Diagram of an Australian Rules football pitch as published in The Footballer of 1880.

Diagram of an Australian Rules football pitch as published in The Footballer of 1880.

If we look at the context in which football developed in Victoria in the mid-nineteenth century, we find that there is nothing uniquely Australian about the rules of football played in the colony at that time. As Hobsbawm noted, sport was ‘one of the most significant of the new social practices’ of this period for the middle classes as much as the working classes, because ‘it provided a mechanism for bringing together persons of an equivalent social status otherwise lacking organic social or economic links’.(2)

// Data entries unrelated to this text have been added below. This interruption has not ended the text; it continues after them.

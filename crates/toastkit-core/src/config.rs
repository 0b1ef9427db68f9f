//! TOML-based engine configuration.
//!
//! Stores the queue capacity and the timing constants:
//! - how many toasts may be queued at once
//! - the auto-dismiss duration used when a request does not set one
//! - the grace delay between dismissal and removal
//!
//! Configuration is stored at `~/.config/toastkit/toast.toml`.

use std::path::{Path, PathBuf};
use std::time::Duration;

use serde::{Deserialize, Serialize};

use crate::error::ConfigError;
use crate::toast::ToastDuration;

/// Queue configuration.
#[derive(Debug, Clone, PartialEq, Eq, Serialize, Deserialize)]
pub struct QueueConfig {
    /// Maximum number of toasts kept; adding past it evicts the oldest.
    #[serde(default = "default_capacity")]
    pub capacity: usize,
}

/// Timing configuration, in milliseconds.
#[derive(Debug, Clone, PartialEq, Eq, Serialize, Deserialize)]
pub struct TimingConfig {
    #[serde(default = "default_duration_ms")]
    pub default_duration_ms: u64,
    #[serde(default = "default_remove_delay_ms")]
    pub remove_delay_ms: u64,
}

/// Engine configuration.
///
/// Serialized to/from TOML at `~/.config/toastkit/toast.toml`.
#[derive(Debug, Clone, Default, PartialEq, Eq, Serialize, Deserialize)]
pub struct ToastConfig {
    #[serde(default)]
    pub queue: QueueConfig,
    #[serde(default)]
    pub timing: TimingConfig,
}

fn default_capacity() -> usize {
    1
}
fn default_duration_ms() -> u64 {
    5000
}
fn default_remove_delay_ms() -> u64 {
    1000
}

impl Default for QueueConfig {
    fn default() -> Self {
        Self {
            capacity: default_capacity(),
        }
    }
}

impl Default for TimingConfig {
    fn default() -> Self {
        Self {
            default_duration_ms: default_duration_ms(),
            remove_delay_ms: default_remove_delay_ms(),
        }
    }
}

/// Returns the config directory, creating it if needed.
///
/// `TOASTKIT_CONFIG_DIR` wins when set. Otherwise `~/.config/toastkit`, or
/// `~/.config/toastkit-dev` when `TOASTKIT_ENV=dev`.
pub fn config_dir() -> Result<PathBuf, ConfigError> {
    let dir = match std::env::var_os("TOASTKIT_CONFIG_DIR") {
        Some(dir) => PathBuf::from(dir),
        None => {
            let base_dir = dirs::home_dir()
                .unwrap_or_else(|| PathBuf::from("."))
                .join(".config");
            let env = std::env::var("TOASTKIT_ENV").unwrap_or_else(|_| "production".to_string());
            if env == "dev" {
                base_dir.join("toastkit-dev")
            } else {
                base_dir.join("toastkit")
            }
        }
    };

    std::fs::create_dir_all(&dir).map_err(|e| ConfigError::DataDir(e.to_string()))?;
    Ok(dir)
}

impl ToastConfig {
    /// Config with the given capacity and default timings.
    pub fn with_capacity(capacity: usize) -> Self {
        Self {
            queue: QueueConfig { capacity },
            ..Self::default()
        }
    }

    pub fn capacity(&self) -> usize {
        self.queue.capacity
    }

    pub fn default_duration(&self) -> ToastDuration {
        ToastDuration::Millis(self.timing.default_duration_ms)
    }

    pub fn remove_delay(&self) -> Duration {
        Duration::from_millis(self.timing.remove_delay_ms)
    }

    /// Reject values the engine cannot run with.
    pub fn validate(&self) -> Result<(), ConfigError> {
        if self.queue.capacity == 0 {
            return Err(ConfigError::InvalidValue {
                key: "queue.capacity".into(),
                message: "must be at least 1".into(),
            });
        }
        if self.timing.default_duration_ms == 0 {
            return Err(ConfigError::InvalidValue {
                key: "timing.default_duration_ms".into(),
                message: "must be greater than 0".into(),
            });
        }
        if self.timing.remove_delay_ms == 0 {
            return Err(ConfigError::InvalidValue {
                key: "timing.remove_delay_ms".into(),
                message: "must be greater than 0".into(),
            });
        }
        Ok(())
    }

    pub fn path() -> Result<PathBuf, ConfigError> {
        Ok(config_dir()?.join("toast.toml"))
    }

    /// Load from the default location, writing defaults if no file exists.
    ///
    /// # Errors
    ///
    /// Returns an error if the file exists but cannot be parsed or fails
    /// validation, or if the default config cannot be written.
    pub fn load() -> Result<Self, ConfigError> {
        let path = Self::path()?;
        if path.exists() {
            Self::load_from(&path)
        } else {
            let cfg = Self::default();
            cfg.save_to(&path)?;
            Ok(cfg)
        }
    }

    pub fn load_from(path: &Path) -> Result<Self, ConfigError> {
        let load_failed = |message: String| ConfigError::LoadFailed {
            path: path.to_path_buf(),
            message,
        };
        let content = std::fs::read_to_string(path).map_err(|e| load_failed(e.to_string()))?;
        let cfg: ToastConfig = toml::from_str(&content).map_err(|e| load_failed(e.to_string()))?;
        cfg.validate()?;
        Ok(cfg)
    }

    pub fn save(&self) -> Result<(), ConfigError> {
        self.save_to(&Self::path()?)
    }

    pub fn save_to(&self, path: &Path) -> Result<(), ConfigError> {
        let save_failed = |message: String| ConfigError::SaveFailed {
            path: path.to_path_buf(),
            message,
        };
        let content = toml::to_string_pretty(self).map_err(|e| save_failed(e.to_string()))?;
        std::fs::write(path, content).map_err(|e| save_failed(e.to_string()))
    }

    /// Get a config value as string by dot-separated key.
    pub fn get(&self, key: &str) -> Option<String> {
        let json = serde_json::to_value(self).ok()?;
        let val = get_json_value_by_path(&json, key)?;
        match val {
            serde_json::Value::String(s) => Some(s.clone()),
            serde_json::Value::Object(_) => None,
            other => Some(other.to_string()),
        }
    }

    /// Set a config value by dot-separated key.
    ///
    /// The new value is validated; on error `self` is left unchanged.
    pub fn set(&mut self, key: &str, value: &str) -> Result<(), ConfigError> {
        let mut json = serde_json::to_value(&*self).map_err(|e| ConfigError::InvalidValue {
            key: key.into(),
            message: e.to_string(),
        })?;
        set_json_value_by_path(&mut json, key, value)?;
        let updated: ToastConfig =
            serde_json::from_value(json).map_err(|e| ConfigError::InvalidValue {
                key: key.into(),
                message: e.to_string(),
            })?;
        updated.validate()?;
        *self = updated;
        Ok(())
    }
}

fn get_json_value_by_path<'a>(
    root: &'a serde_json::Value,
    key: &str,
) -> Option<&'a serde_json::Value> {
    if key.is_empty() {
        return None;
    }

    let mut current = root;
    for part in key.split('.') {
        current = current.get(part)?;
    }
    Some(current)
}

fn set_json_value_by_path(
    root: &mut serde_json::Value,
    key: &str,
    value: &str,
) -> Result<(), ConfigError> {
    let unknown = || ConfigError::UnknownKey(key.to_string());
    let invalid = |message: String| ConfigError::InvalidValue {
        key: key.to_string(),
        message,
    };

    let mut parts = key.split('.').peekable();
    let mut current = root;
    while let Some(part) = parts.next() {
        if parts.peek().is_some() {
            current = current.get_mut(part).ok_or_else(unknown)?;
            continue;
        }

        let obj = current.as_object_mut().ok_or_else(unknown)?;
        let existing = obj.get(part).ok_or_else(unknown)?;
        let new_value = match existing {
            serde_json::Value::Number(_) => value
                .parse::<u64>()
                .map(|n| serde_json::Value::Number(n.into()))
                .map_err(|_| invalid(format!("cannot parse '{value}' as a whole number")))?,
            serde_json::Value::Bool(_) => value
                .parse::<bool>()
                .map(serde_json::Value::Bool)
                .map_err(|_| invalid(format!("cannot parse '{value}' as bool")))?,
            serde_json::Value::Object(_) => return Err(unknown()),
            _ => serde_json::Value::String(value.into()),
        };
        obj.insert(part.to_string(), new_value);
        return Ok(());
    }

    Err(unknown())
}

Wills, Thompson and the rest of the Melbourne football pioneers were merely emulating the activities of their equivalents in Britain. ‘Football’ in its generic sense was at this time a cultural expression of British middle-class nationalism. ‘It is the very element of danger in our own out-of-doors sports that calls into action that noble British pluck which led to victory at Agincourt, stormed Quebec and blotted out the first Napoleon at Waterloo,’ wrote one Australian commentator, echoing a widespread belief succinctly expressed by the Yorkshire Post that football was one of ‘those important elements which have done so much to make the Anglo-Saxon race the best soldiers, sailors and colonists in the world’.(3)

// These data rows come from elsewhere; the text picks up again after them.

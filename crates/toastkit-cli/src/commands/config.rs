use clap::Subcommand;
use toastkit_core::error::Result;
use toastkit_core::{ConfigError, ToastConfig};

#[derive(Subcommand)]
pub enum ConfigAction {
    /// Get a config value
    Get {
        /// Config key (e.g. "queue.capacity", "timing.remove_delay_ms")
        key: String,
    },
    /// Set a config value
    Set {
        /// Config key
        key: String,
        /// New value
        value: String,
    },
    /// List all config values
    List,
    /// Reset config to defaults
    Reset,
    /// Print the config file location
    Path,
}

pub fn run(action: ConfigAction) -> Result<()> {
    match action {
        ConfigAction::Get { key } => {
            let config = ToastConfig::load()?;
            let value = config.get(&key).ok_or(ConfigError::UnknownKey(key))?;
            println!("{value}");
        }
        ConfigAction::Set { key, value } => {
            let mut config = ToastConfig::load()?;
            config.set(&key, &value)?;
            config.save()?;
            println!("ok");
        }
        ConfigAction::List => {
            let config = ToastConfig::load()?;
            let json = serde_json::to_string_pretty(&config)?;
            println!("{json}");
        }
        ConfigAction::Reset => {
            ToastConfig::default().save()?;
            println!("config reset to defaults");
        }
        ConfigAction::Path => {
            println!("{}", ToastConfig::path()?.display());
        }
    }
    Ok(())
}
//! Binding surface for presentation code.
//!
//! ```ignore
//! let toaster = Toaster::new(&ToastConfig::default());
//! let _sub = toaster.watch(|state| render(&state.toasts));
//!
//! let handle = toaster.toast(ToastRequest::new().title("Product saved"));
//! handle.update(ToastPatch::new().description("Visible in the storefront"));
//! handle.dismiss();
//! ```

use std::sync::Arc;
use std::time::Instant;

use crate::config::ToastConfig;
use crate::id::{IdGenerator, ToastId};
use crate::store::{Subscription, ToastStore};
use crate::timer::{driver, Clock, DriverHandle};
use crate::toast::{Action, ToastDuration, ToastPatch, ToastRequest, ToastState};

/// Raises toasts and exposes the live queue.
#[derive(Debug, Clone)]
pub struct Toaster {
    store: ToastStore,
    ids: Arc<IdGenerator>,
    default_duration: ToastDuration,
}

impl Toaster {
    pub fn new(config: &ToastConfig) -> Self {
        Self::from_store(ToastStore::new(config), config)
    }

    pub fn with_clock(config: &ToastConfig, clock: Arc<dyn Clock>) -> Self {
        Self::from_store(ToastStore::with_clock(config, clock), config)
    }

    pub fn from_store(store: ToastStore, config: &ToastConfig) -> Self {
        Self {
            store,
            ids: Arc::new(IdGenerator::new()),
            default_duration: config.default_duration(),
        }
    }

    pub fn store(&self) -> &ToastStore {
        &self.store
    }

    /// Queue a new toast and return a handle scoped to it.
    pub fn toast(&self, request: ToastRequest) -> ToastHandle {
        let id = self.ids.next();
        let toast = request.into_toast(id, self.default_duration);
        tracing::debug!(%id, variant = ?toast.variant, "toast requested");
        self.store.dispatch(Action::add(toast));
        ToastHandle {
            id,
            store: self.store.clone(),
        }
    }

    /// Close one toast, or all of them when `id` is `None`.
    pub fn dismiss(&self, id: impl Into<Option<ToastId>>) {
        self.store.dispatch(Action::dismiss(id));
    }

    /// Drop one toast, or clear the queue, without the grace delay.
    pub fn remove(&self, id: impl Into<Option<ToastId>>) {
        self.store.dispatch(Action::remove(id));
    }

    pub fn update(&self, id: ToastId, patch: ToastPatch) {
        self.store.dispatch(Action::update(id, patch));
    }

    /// Visibility callback for the rendering layer; closing dismisses.
    pub fn on_open_change(&self, id: ToastId, open: bool) {
        if !open {
            self.dismiss(id);
        }
    }

    pub fn snapshot(&self) -> Arc<ToastState> {
        self.store.state()
    }

    /// Deliver the current snapshot now, then every change until the
    /// returned subscription is dropped.
    pub fn watch<F>(&self, observer: F) -> Subscription
    where
        F: Fn(&ToastState) + Send + Sync + 'static,
    {
        self.store.watch(observer)
    }

    /// Fire expired timers. For callers that drive time themselves.
    pub fn tick(&self) -> usize {
        self.store.tick()
    }

    pub fn next_deadline(&self) -> Option<Instant> {
        self.store.next_deadline()
    }

    /// Run the timers on the current tokio runtime.
    pub fn spawn_driver(&self) -> DriverHandle {
        driver::spawn(self.store.clone())
    }
}

/// Handle to one raised toast.
#[derive(Debug, Clone)]
pub struct ToastHandle {
    id: ToastId,
    store: ToastStore,
}

impl ToastHandle {
    pub fn id(&self) -> ToastId {
        self.id
    }

    pub fn update(&self, patch: ToastPatch) {
        self.store.dispatch(Action::update(self.id, patch));
    }

    pub fn dismiss(&self) {
        self.store.dispatch(Action::dismiss(self.id));
    }

    pub fn on_open_change(&self, open: bool) {
        if !open {
            self.dismiss();
        }
    }
}
pub mod config;
pub mod demo;
pub mod simulate;
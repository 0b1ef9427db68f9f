use std::time::Duration;

use chrono::{DateTime, Utc};
use serde::{Deserialize, Serialize};

use crate::id::ToastId;

/// Rendering hint. The engine never looks at it.
#[derive(Debug, Clone, Copy, PartialEq, Eq, Default, Serialize, Deserialize)]
#[serde(rename_all = "lowercase")]
pub enum Variant {
    #[default]
    Default,
    Destructive,
    Success,
}

/// How long a toast stays visible before it is dismissed automatically.
#[derive(Debug, Clone, Copy, PartialEq, Eq, Serialize, Deserialize)]
#[serde(rename_all = "lowercase")]
pub enum ToastDuration {
    Millis(u64),
    /// Stays open until dismissed explicitly.
    Never,
}

impl ToastDuration {
    /// `None` for [`ToastDuration::Never`].
    pub fn as_duration(self) -> Option<Duration> {
        match self {
            ToastDuration::Millis(ms) => Some(Duration::from_millis(ms)),
            ToastDuration::Never => None,
        }
    }
}

/// Call-to-action button shown next to the message.
#[derive(Debug, Clone, PartialEq, Eq, Serialize, Deserialize)]
pub struct ToastActionButton {
    pub label: String,
    /// Accessible description of what the button does.
    #[serde(default)]
    pub alt_text: String,
}

/// A single notification in the queue.
#[derive(Debug, Clone, PartialEq, Eq, Serialize, Deserialize)]
pub struct Toast {
    pub id: ToastId,
    #[serde(default, skip_serializing_if = "Option::is_none")]
    pub title: Option<String>,
    #[serde(default, skip_serializing_if = "Option::is_none")]
    pub description: Option<String>,
    #[serde(default)]
    pub variant: Variant,
    #[serde(default, skip_serializing_if = "Option::is_none")]
    pub action: Option<ToastActionButton>,
    /// `true` while visible, `false` once dismissed. Never flips back.
    pub open: bool,
    pub duration: ToastDuration,
    pub created_at: DateTime<Utc>,
}

/// What a caller asks for when raising a toast.
///
/// Unset `duration` falls back to the configured default.
#[derive(Debug, Clone, Default, PartialEq, Eq, Serialize, Deserialize)]
pub struct ToastRequest {
    #[serde(default)]
    pub title: Option<String>,
    #[serde(default)]
    pub description: Option<String>,
    #[serde(default)]
    pub variant: Option<Variant>,
    #[serde(default)]
    pub duration: Option<ToastDuration>,
    #[serde(default)]
    pub action: Option<ToastActionButton>,
}

impl ToastRequest {
    pub fn new() -> Self {
        Self::default()
    }

    pub fn title(mut self, title: impl Into<String>) -> Self {
        self.title = Some(title.into());
        self
    }

    pub fn description(mut self, description: impl Into<String>) -> Self {
        self.description = Some(description.into());
        self
    }

    pub fn variant(mut self, variant: Variant) -> Self {
        self.variant = Some(variant);
        self
    }

    pub fn duration(mut self, duration: ToastDuration) -> Self {
        self.duration = Some(duration);
        self
    }

    pub fn action(mut self, label: impl Into<String>, alt_text: impl Into<String>) -> Self {
        self.action = Some(ToastActionButton {
            label: label.into(),
            alt_text: alt_text.into(),
        });
        self
    }

    /// Build the open toast this request describes.
    pub fn into_toast(self, id: ToastId, default_duration: ToastDuration) -> Toast {
        Toast {
            id,
            title: self.title,
            description: self.description,
            variant: self.variant.unwrap_or_default(),
            action: self.action,
            open: true,
            duration: self.duration.unwrap_or(default_duration),
            created_at: Utc::now(),
        }
    }
}

/// Partial content update.
///
/// Only fields that are `Some` replace the toast's values; there is no way
/// to clear a field back to empty. Visibility is not patchable.
#[derive(Debug, Clone, Default, PartialEq, Eq, Serialize, Deserialize)]
pub struct ToastPatch {
    #[serde(default, skip_serializing_if = "Option::is_none")]
    pub title: Option<String>,
    #[serde(default, skip_serializing_if = "Option::is_none")]
    pub description: Option<String>,
    #[serde(default, skip_serializing_if = "Option::is_none")]
    pub variant: Option<Variant>,
    #[serde(default, skip_serializing_if = "Option::is_none")]
    pub duration: Option<ToastDuration>,
    #[serde(default, skip_serializing_if = "Option::is_none")]
    pub action: Option<ToastActionButton>,
}

impl ToastPatch {
    pub fn new() -> Self {
        Self::default()
    }

    pub fn title(mut self, title: impl Into<String>) -> Self {
        self.title = Some(title.into());
        self
    }

    pub fn description(mut self, description: impl Into<String>) -> Self {
        self.description = Some(description.into());
        self
    }

    pub fn variant(mut self, variant: Variant) -> Self {
        self.variant = Some(variant);
        self
    }

    pub fn duration(mut self, duration: ToastDuration) -> Self {
        self.duration = Some(duration);
        self
    }

    pub fn is_empty(&self) -> bool {
        *self == Self::default()
    }

    /// Shallow merge over `toast`.
    pub fn apply_to(&self, toast: &mut Toast) {
        if let Some(title) = &self.title {
            toast.title = Some(title.clone());
        }
        if let Some(description) = &self.description {
            toast.description = Some(description.clone());
        }
        if let Some(variant) = self.variant {
            toast.variant = variant;
        }
        if let Some(duration) = self.duration {
            toast.duration = duration;
        }
        if let Some(action) = &self.action {
            toast.action = Some(action.clone());
        }
    }
}
use clap::{Parser, Subcommand};
use tracing_subscriber::EnvFilter;

mod commands;

#[derive(Parser)]
#[command(name = "toastkit", version, about = "Toastkit CLI")]
struct Cli {
    /// Log engine activity to stderr (overridden by RUST_LOG)
    #[arg(short, long, global = true)]
    verbose: bool,

    #[command(subcommand)]
    command: Commands,
}

#[derive(Subcommand)]
enum Commands {
    /// Configuration management
    Config {
        #[command(subcommand)]
        action: commands::config::ConfigAction,
    },
    /// Run a scripted scenario on a simulated clock
    Simulate(commands::simulate::SimulateArgs),
    /// Raise a few toasts and watch them expire in real time
    Demo(commands::demo::DemoArgs),
}

fn init_tracing(verbose: bool) {
    let fallback = if verbose { "toastkit_core=debug" } else { "warn" };
    let filter = EnvFilter::try_from_default_env().unwrap_or_else(|_| EnvFilter::new(fallback));
    tracing_subscriber::fmt()
        .with_env_filter(filter)
        .with_writer(std::io::stderr)
        .init();
}

fn main() {
    let cli = Cli::parse();
    init_tracing(cli.verbose);

    let result = match cli.command {
        Commands::Config { action } => commands::config::run(action),
        Commands::Simulate(args) => commands::simulate::run(args),
        Commands::Demo(args) => commands::demo::run(args),
    };

    if let Err(e) = result {
        eprintln!("error: {e}");
        std::process::exit(1);
    }
}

In the mid-nineteenth century, all organised or codified forms of football saw themselves as part of this Muscular Christian cult of games. Football was played not merely for recreational enjoyment, but also for a moral purpose. The sport, whatever its rules, was played for the lessons it taught and the examples it set. It was part of the socialisation of young men and boys across the British Empire, and the wider English-speaking world. Muscular Christianity, and the football which based itself on its principles, was an expression of British cultural nationalism. And the colonies of Australia were nothing if not British. Indeed, as the economist and noted Australian Rules historian Lionel Frost has noted, such was the integration of the Australian colonies with the economy and culture of the British Isles that ‘nineteenth century Australia may therefore be thought of as a suburb of Britain”.’(4)

So it should therefore not be surprising that when we examine those features of early Australian Rules football that are held to be uniquely Australian, we can find their equivalents in the wider Imperial world of football.

To modern eyes, perhaps the most distinctive difference is the lack of an offside rule. For Rob Pascoe this is the first of the ‘basic laws of Australian Rules which distinguish it from Rugby and reflect Melbourne’s different social history’.(5) Attacking players can advance beyond the ball-carrier, and indeed their opponents, at will and without restriction. In contrast, the rugby codes allow no player to advance beyond the ball carrier and even soccer has an offside rule.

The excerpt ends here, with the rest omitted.